A third witness stated that he was at Michael Hobbs Jr's home in 2003 or 2004 when he was told by Hobbs Jr. that the two of them could not go down to the basement to play pool because Michael Hobbs Sr. was down there having a conversation with Hobbs Jr.'s uncle. The witness said that he " listened with Michael Jr. at the top of the stairs. I heard two men talking. One appeared to be very upset even crying and he said 'I am sorry, I regret it.' The other man was trying to console him and said, 'You are in the clear, no one thinks you are a suspect, those guys are already in prison.'"
Echols' attorney, Stephen Braga of Ropes & Gray, said: "This is critical new information which reveals that the people closest to Terry Hobbs, his family members, may know much more about Terry's involvement in the West Memphis Three case than they have ever acknowledged. If this is the Hobbs Family Secret, then what a horrific cost that secrecy has imposed on the lives of so many people - perhaps most significantly Pam Hobbs who deserves to know what really happened to Stevie on the night of the murders, as do the Byers and Moore families. With the secret now out, let's hope that someone in the Hobbs family has the heart, the soul and the courage to come forward to tell the truth directly. In the meantime, I have given our investigative materials concerning these new witnesses - along with other related information - to District Attorney Scott Ellington for his review and action."

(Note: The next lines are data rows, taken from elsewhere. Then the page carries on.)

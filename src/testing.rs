//! Stand-in for the OpenTripMap API, served on an ephemeral local port.

use std::collections::HashMap;
use std::net::SocketAddr;
use std::sync::{Arc, Mutex};
use std::time::Duration;

use axum::extract::{Query, State};
use axum::http::StatusCode;
use axum::response::{IntoResponse, Json, Response};
use axum::routing::get;
use axum::Router;
use serde_json::{json, Value};
use url::Url;

type Recorded = Arc<Mutex<Vec<(String, HashMap<String, String>)>>>;

pub struct StubPlaces {
    geoname: (StatusCode, Value),
    radius: (StatusCode, Value),
    delay: Option<Duration>,
}

struct StubState {
    geoname: (StatusCode, Value),
    radius: (StatusCode, Value),
    delay: Option<Duration>,
    recorded: Recorded,
}

pub struct RunningStub {
    addr: SocketAddr,
    recorded: Recorded,
}

impl Default for StubPlaces {
    fn default() -> Self {
        let unset = (
            StatusCode::INTERNAL_SERVER_ERROR,
            json!({"error": "stub endpoint not configured"}),
        );
        Self {
            geoname: unset.clone(),
            radius: unset,
            delay: None,
        }
    }
}

impl StubPlaces {
    pub fn new() -> Self {
        Self::default()
    }

    pub fn geoname(mut self, status: StatusCode, body: Value) -> Self {
        self.geoname = (status, body);
        self
    }

    pub fn radius(mut self, status: StatusCode, body: Value) -> Self {
        self.radius = (status, body);
        self
    }

    pub fn delay(mut self, delay: Duration) -> Self {
        self.delay = Some(delay);
        self
    }

    pub async fn spawn(self) -> RunningStub {
        let recorded: Recorded = Arc::default();
        let state = Arc::new(StubState {
            geoname: self.geoname,
            radius: self.radius,
            delay: self.delay,
            recorded: recorded.clone(),
        });

        let app = Router::new()
            .route("/geoname", get(geoname))
            .route("/radius", get(radius))
            .with_state(state);

        let listener = tokio::net::TcpListener::bind("127.0.0.1:0").await.unwrap();
        let addr = listener.local_addr().unwrap();
        tokio::spawn(async move {
            axum::serve(listener, app).await.unwrap();
        });

        RunningStub { addr, recorded }
    }
}

impl RunningStub {
    pub fn base_url(&self) -> Url {
        Url::parse(&format!("http://{}/", self.addr)).unwrap()
    }

    /// Query strings received on `endpoint`, oldest first
    pub fn requests(&self, endpoint: &str) -> Vec<HashMap<String, String>> {
        self.recorded
            .lock()
            .unwrap()
            .iter()
            .filter(|(name, _)| name == endpoint)
            .map(|(_, query)| query.clone())
            .collect()
    }
}

impl StubState {
    async fn reply(
        &self,
        endpoint: &str,
        query: HashMap<String, String>,
        (status, body): &(StatusCode, Value),
    ) -> Response {
        self.recorded
            .lock()
            .unwrap()
            .push((endpoint.to_string(), query));
        if let Some(delay) = self.delay {
            tokio::time::sleep(delay).await;
        }
        (*status, Json(body.clone())).into_response()
    }
}

async fn geoname(
    State(state): State<Arc<StubState>>,
    Query(query): Query<HashMap<String, String>>,
) -> Response {
    state.reply("geoname", query, &state.geoname).await
}

async fn radius(
    State(state): State<Arc<StubState>>,
    Query(query): Query<HashMap<String, String>>,
) -> Response {
    state.reply("radius", query, &state.radius).await
}
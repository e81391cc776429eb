use hashbrown::HashSet;
use tracing::debug;

use crate::models::Landmark;

/// Drop landmarks whose name was already seen, keeping the first occurrence.
///
/// Landmarks without a name share a single slot, so at most one of them
/// survives.
pub fn dedupe(landmarks: Vec<Landmark>) -> Vec<Landmark> {
    let total = landmarks.len();
    let mut seen: HashSet<Option<String>> = HashSet::with_capacity(total);
    let mut unique = Vec::with_capacity(total);

    for landmark in landmarks {
        if seen.insert(landmark.name.clone()) {
            unique.push(landmark);
        }
    }

    if unique.len() < total {
        debug!("Dropped {} duplicate landmarks", total - unique.len());
    }

    unique
}

#[cfg(test)]
mod tests {
    use super::*;

    fn named(name: &str, xid: &str) -> Landmark {
        Landmark::new(Some(name), "", xid)
    }

    #[test]
    fn test_first_occurrence_wins() {
        let input = vec![
            named("Louvre", "a"),
            named("Eiffel Tower", "b"),
            named("Louvre", "c"),
            named("Louvre", "d"),
            named("Pantheon", "e"),
        ];

        let out = dedupe(input);
        let xids: Vec<&str> = out.iter().map(|l| l.xid.as_str()).collect();
        assert_eq!(xids, vec!["a", "b", "e"]);
    }

    #[test]
    fn test_adjacent_duplicates() {
        // Removing while indexing would skip the third entry here.
        let input = vec![named("A", "1"), named("A", "2"), named("A", "3"), named("B", "4")];

        let out = dedupe(input);
        assert_eq!(out.len(), 2);
        assert_eq!(out[0].xid, "1");
        assert_eq!(out[1].xid, "4");
    }

    #[test]
    fn test_names_unique_and_from_input() {
        let input = vec![
            named("x", "1"),
            named("y", "2"),
            named("x", "3"),
            Landmark::new(None, "", "4"),
            named("z", "5"),
            Landmark::new(None, "", "6"),
            named("y", "7"),
        ];
        let input_names: Vec<Option<String>> = input.iter().map(|l| l.name.clone()).collect();

        let out = dedupe(input);
        let mut names: Vec<Option<String>> = out.iter().map(|l| l.name.clone()).collect();
        assert!(names.iter().all(|n| input_names.contains(n)));

        let before = names.len();
        names.sort();
        names.dedup();
        assert_eq!(names.len(), before);
        assert_eq!(before, 4);
    }

    #[test]
    fn test_empty() {
        assert!(dedupe(Vec::new()).is_empty());
    }
}
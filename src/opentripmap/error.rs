use reqwest::StatusCode;
use thiserror::Error;

/// Failure talking to one OpenTripMap endpoint.
///
/// Wrapped reqwest errors have their URL removed first, since the
/// query string carries the API key.
#[derive(Debug, Error)]
pub enum PlacesError {
    #[error("failed to build HTTP client: {0}")]
    Client(#[source] reqwest::Error),

    #[error("{endpoint} request timed out")]
    Timeout { endpoint: &'static str },

    #[error("{endpoint} request failed: {source}")]
    Transport {
        endpoint: &'static str,
        #[source]
        source: reqwest::Error,
    },

    #[error("{endpoint} returned HTTP {status}")]
    Status {
        endpoint: &'static str,
        status: StatusCode,
    },

    #[error("{endpoint} response could not be decoded: {source}")]
    Decode {
        endpoint: &'static str,
        #[source]
        source: reqwest::Error,
    },

    #[error("invalid endpoint URL: {0}")]
    Url(#[from] url::ParseError),
}

impl PlacesError {
    pub(crate) fn request(endpoint: &'static str, err: reqwest::Error) -> Self {
        if err.is_timeout() {
            return PlacesError::Timeout { endpoint };
        }
        if err.is_decode() {
            return PlacesError::Decode {
                endpoint,
                source: err.without_url(),
            };
        }
        PlacesError::Transport {
            endpoint,
            source: err.without_url(),
        }
    }

    /// HTTP status for `Status` failures
    pub fn status(&self) -> Option<StatusCode> {
        match self {
            PlacesError::Status { status, .. } => Some(*status),
            _ => None,
        }
    }
}
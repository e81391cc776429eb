//! Point-of-interest records returned by the `radius` endpoint.

use serde::{Deserialize, Deserializer, Serialize};
use std::fmt;
use std::str::FromStr;

use super::Coordinates;

/// Shown in place of a missing name.
pub const NAME_PLACEHOLDER: &str = "N/A";

/// Rating attached to a landmark by the API.
///
/// The API sends a numeric code, but some payloads carry it as a float
/// (`7.0`) or in textual form (`"3h"`), so all are accepted verbatim.
#[derive(Debug, Clone, PartialEq, Serialize, Deserialize)]
#[serde(untagged)]
pub enum Rate {
    Code(i64),
    Score(f64),
    Label(String),
}

impl fmt::Display for Rate {
    fn fmt(&self, f: &mut fmt::Formatter<'_>) -> fmt::Result {
        match self {
            Rate::Code(code) => write!(f, "{}", code),
            Rate::Score(score) => write!(f, "{}", score),
            Rate::Label(label) => f.write_str(label),
        }
    }
}

/// A single point of interest
#[derive(Debug, Clone, PartialEq, Serialize, Deserialize)]
pub struct Landmark {
    #[serde(default, skip_serializing_if = "Option::is_none")]
    pub name: Option<String>,

    /// Comma-separated category tags, e.g. "museums,cultural,interesting_places".
    /// Rewritten to a display label by the post-processor.
    #[serde(default, deserialize_with = "null_as_empty")]
    pub kinds: String,

    #[serde(default, skip_serializing_if = "Option::is_none")]
    pub rate: Option<Rate>,

    /// OpenTripMap identifier
    #[serde(default, deserialize_with = "null_as_empty")]
    pub xid: String,

    /// Distance from the search centre in metres
    #[serde(default, skip_serializing_if = "Option::is_none")]
    pub dist: Option<f64>,

    #[serde(default, skip_serializing_if = "Option::is_none")]
    pub point: Option<Coordinates>,
}

// `default` only covers absent keys; explicit nulls land here.
fn null_as_empty<'de, D>(deserializer: D) -> Result<String, D::Error>
where
    D: Deserializer<'de>,
{
    Ok(Option::<String>::deserialize(deserializer)?.unwrap_or_default())
}

impl Landmark {
    pub fn new(name: Option<&str>, kinds: &str, xid: &str) -> Self {
        Self {
            name: name.map(str::to_string),
            kinds: kinds.to_string(),
            rate: None,
            xid: xid.to_string(),
            dist: None,
            point: None,
        }
    }

    /// Name for display, falling back to a placeholder
    pub fn display_name(&self) -> &str {
        self.name.as_deref().unwrap_or(NAME_PLACEHOLDER)
    }
}

/// Rating floor understood by the `rate` query parameter.
///
/// `1`..`3` rank popularity; the `h` variants restrict results to
/// cultural-heritage objects of at least that rank.
#[derive(Debug, Clone, Copy, PartialEq, Eq, Default, Serialize, Deserialize)]
#[serde(try_from = "String", into = "String")]
pub enum MinRating {
    One,
    Two,
    #[default]
    Three,
    OneHeritage,
    TwoHeritage,
    ThreeHeritage,
}

impl MinRating {
    pub fn as_str(&self) -> &'static str {
        match self {
            MinRating::One => "1",
            MinRating::Two => "2",
            MinRating::Three => "3",
            MinRating::OneHeritage => "1h",
            MinRating::TwoHeritage => "2h",
            MinRating::ThreeHeritage => "3h",
        }
    }
}

impl fmt::Display for MinRating {
    fn fmt(&self, f: &mut fmt::Formatter<'_>) -> fmt::Result {
        f.write_str(self.as_str())
    }
}

#[derive(Debug, thiserror::Error)]
#[error("unknown rating '{0}', expected one of 1, 2, 3, 1h, 2h, 3h")]
pub struct ParseRatingError(String);

impl FromStr for MinRating {
    type Err = ParseRatingError;

    fn from_str(s: &str) -> Result<Self, Self::Err> {
        match s.trim().to_ascii_lowercase().as_str() {
            "1" => Ok(MinRating::One),
            "2" => Ok(MinRating::Two),
            "3" => Ok(MinRating::Three),
            "1h" => Ok(MinRating::OneHeritage),
            "2h" => Ok(MinRating::TwoHeritage),
            "3h" => Ok(MinRating::ThreeHeritage),
            _ => Err(ParseRatingError(s.to_string())),
        }
    }
}

impl TryFrom<String> for MinRating {
    type Error = ParseRatingError;

    fn try_from(value: String) -> Result<Self, Self::Error> {
        value.parse()
    }
}

impl From<MinRating> for String {
    fn from(rating: MinRating) -> Self {
        rating.as_str().to_string()
    }
}

#[cfg(test)]
mod tests {
    use super::*;

    #[test]
    fn test_decode_radius_item() {
        let landmark: Landmark = serde_json::from_str(
            r#"{"xid":"W38473622","name":"Louvre","dist":412.7,"rate":7,
                "osm":"way/38473622","kinds":"museums,cultural,interesting_places",
                "point":{"lon":2.3376,"lat":48.8606}}"#,
        )
        .unwrap();

        assert_eq!(landmark.display_name(), "Louvre");
        assert_eq!(landmark.rate, Some(Rate::Code(7)));
        assert_eq!(landmark.point, Some(Coordinates::new(48.8606, 2.3376)));
    }

    #[test]
    fn test_decode_missing_fields() {
        let landmark: Landmark = serde_json::from_str(r#"{"rate":"3h"}"#).unwrap();

        assert_eq!(landmark.display_name(), NAME_PLACEHOLDER);
        assert_eq!(landmark.kinds, "");
        assert_eq!(landmark.xid, "");
        assert_eq!(landmark.rate, Some(Rate::Label("3h".into())));
    }

    #[test]
    fn test_decode_null_fields_keeps_batch() {
        let landmarks: Vec<Landmark> = serde_json::from_str(
            r#"[{"xid":"W1","name":"Louvre","kinds":"museums","rate":7},
                {"xid":"W2","name":"Odd","kinds":null,"rate":3},
                {"xid":null,"name":null,"kinds":"churches","rate":null}]"#,
        )
        .unwrap();

        assert_eq!(landmarks.len(), 3);
        assert_eq!(landmarks[1].kinds, "");
        assert_eq!(landmarks[1].xid, "W2");
        assert_eq!(landmarks[2].xid, "");
        assert_eq!(landmarks[2].display_name(), NAME_PLACEHOLDER);
        assert_eq!(landmarks[2].rate, None);
    }

    #[test]
    fn test_decode_float_rate() {
        let landmarks: Vec<Landmark> = serde_json::from_str(
            r#"[{"xid":"W1","name":"Louvre","rate":7.0},{"xid":"W2","name":"Arc","rate":3}]"#,
        )
        .unwrap();

        assert_eq!(landmarks[0].rate, Some(Rate::Score(7.0)));
        assert_eq!(landmarks[0].rate.as_ref().unwrap().to_string(), "7");
        assert_eq!(landmarks[1].rate, Some(Rate::Code(3)));
    }

    #[test]
    fn test_min_rating_parse() {
        assert_eq!("3".parse::<MinRating>().unwrap(), MinRating::Three);
        assert_eq!("2H".parse::<MinRating>().unwrap(), MinRating::TwoHeritage);
        assert!("4".parse::<MinRating>().is_err());
        assert_eq!(MinRating::ThreeHeritage.to_string(), "3h");
    }
}
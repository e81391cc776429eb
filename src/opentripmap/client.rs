//! OpenTripMap HTTP client: city geocoding and radius search.

use std::fmt;
use std::time::Duration;

use reqwest::{Client, StatusCode};
use serde::Serialize;
use tracing::{debug, info};
use url::Url;

use super::PlacesError;
use crate::models::{Coordinates, GeoName, Landmark, MinRating};
use crate::postprocess::dedupe;

pub const DEFAULT_BASE_URL: &str = "https://api.opentripmap.com/0.1/en/places/";

/// Upper bound on landmarks per search, enforced by the API.
pub const RESULT_LIMIT: u32 = 300;

const GEONAME: &str = "geoname";
const RADIUS: &str = "radius";

/// Secret API key. Never printed.
#[derive(Clone)]
pub struct ApiKey(String);

impl ApiKey {
    pub fn new(key: impl Into<String>) -> Self {
        Self(key.into())
    }

    fn expose(&self) -> &str {
        &self.0
    }
}

impl fmt::Debug for ApiKey {
    fn fmt(&self, f: &mut fmt::Formatter<'_>) -> fmt::Result {
        f.write_str("ApiKey(***)")
    }
}

/// Parameters of a radius search
#[derive(Debug, Clone, PartialEq)]
pub struct SearchOptions {
    /// Search radius in metres
    pub radius: u32,
    /// Comma-separated category filter
    pub category: String,
    pub min_rating: MinRating,
    /// Rewrite raw kinds into display labels before rendering
    pub format_kinds: bool,
}

impl Default for SearchOptions {
    fn default() -> Self {
        Self {
            radius: 1000,
            category: "interesting_places".to_string(),
            min_rating: MinRating::Three,
            format_kinds: true,
        }
    }
}

#[derive(Serialize)]
struct GeonameQuery<'a> {
    name: &'a str,
    apikey: &'a str,
    format: &'static str,
    lang: &'static str,
}

#[derive(Serialize)]
struct RadiusQuery<'a> {
    lang: &'static str,
    radius: u32,
    lat: f64,
    lon: f64,
    kinds: &'a str,
    format: &'static str,
    apikey: &'a str,
    rate: MinRating,
    limit: u32,
}

/// Client for the OpenTripMap places endpoints.
///
/// Holds one pooled `reqwest::Client`; clone freely.
#[derive(Debug, Clone)]
pub struct PlacesClient {
    client: Client,
    base_url: Url,
    api_key: ApiKey,
}

impl PlacesClient {
    pub fn new(base_url: Url, api_key: ApiKey, timeout: Duration) -> Result<Self, PlacesError> {
        let client = Client::builder()
            .user_agent(concat!("landmark-explorer/", env!("CARGO_PKG_VERSION")))
            .timeout(timeout)
            .build()
            .map_err(PlacesError::Client)?;

        Ok(Self {
            client,
            base_url,
            api_key,
        })
    }

    pub fn base_url(&self) -> &Url {
        &self.base_url
    }

    /// Look up a city by name.
    ///
    /// A 200 answer without `lat`/`lon` still succeeds; check
    /// [`GeoName::coordinates`] before searching.
    pub async fn resolve(&self, city: &str) -> Result<GeoName, PlacesError> {
        let url = self.base_url.join(GEONAME)?;
        let query = GeonameQuery {
            name: city,
            apikey: self.api_key.expose(),
            format: "json",
            lang: "en",
        };

        let response = self
            .client
            .get(url)
            .query(&query)
            .send()
            .await
            .map_err(|e| PlacesError::request(GEONAME, e))?;

        let status = response.status();
        if status != StatusCode::OK {
            return Err(PlacesError::Status {
                endpoint: GEONAME,
                status,
            });
        }

        let geoname: GeoName = response
            .json()
            .await
            .map_err(|e| PlacesError::request(GEONAME, e))?;

        debug!("City details for '{}': {:?}", city, geoname);
        Ok(geoname)
    }

    /// Landmarks around `center`, deduplicated by name.
    pub async fn fetch_landmarks(
        &self,
        center: Coordinates,
        options: &SearchOptions,
    ) -> Result<Vec<Landmark>, PlacesError> {
        let url = self.base_url.join(RADIUS)?;
        let query = RadiusQuery {
            lang: "en",
            radius: options.radius,
            lat: center.lat,
            lon: center.lon,
            kinds: &options.category,
            format: "json",
            apikey: self.api_key.expose(),
            rate: options.min_rating,
            limit: RESULT_LIMIT,
        };

        let response = self
            .client
            .get(url)
            .query(&query)
            .send()
            .await
            .map_err(|e| PlacesError::request(RADIUS, e))?;

        let status = response.status();
        if status != StatusCode::OK {
            return Err(PlacesError::Status {
                endpoint: RADIUS,
                status,
            });
        }

        let landmarks: Vec<Landmark> = response
            .json()
            .await
            .map_err(|e| PlacesError::request(RADIUS, e))?;

        info!(
            "Radius search at ({}) returned {} landmarks",
            center,
            landmarks.len()
        );

        Ok(dedupe(landmarks))
    }
}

The new witnesses came forward after seeing a recording of the CBS News 48 Hours special on the West Memphis 3 case. At the end of that broadcast, attorney Stephen Braga was asked what's next in the effort to gain exoneration for the three after their plea deal. He responded: "Hopefully, some day we will find that smoking gun, that key piece of inculpatory DNA or a deathbed confession or a witness will come forward and say, "You know, this is really what happened."
Hearing those words moved the new witnesses to contact the West Memphis 3 Confidential Tip Line just a few weeks ago. The new witnesses were then interviewed by the Echols' defense team, signed declarations under penalty of perjury and passed polygraph examinations concerning what they say Michael Hobbs Jr. told them.
The Confidential Tip Line number is (501) 256-1775.
Here's the trailer and poster for West of Memphis:
The new information has been turned over to a district attorney and hopes for a proper investigation continue. Asked what she hopes will come of the film, director Amy Berg said, " I hope that the state is put in a position to react. We want them to investigate this case properly. Because right now, the families of the murdered children have no justice and the three guys who were wrongly convicted have no justice, so it's just a failed system that needs to be repaired."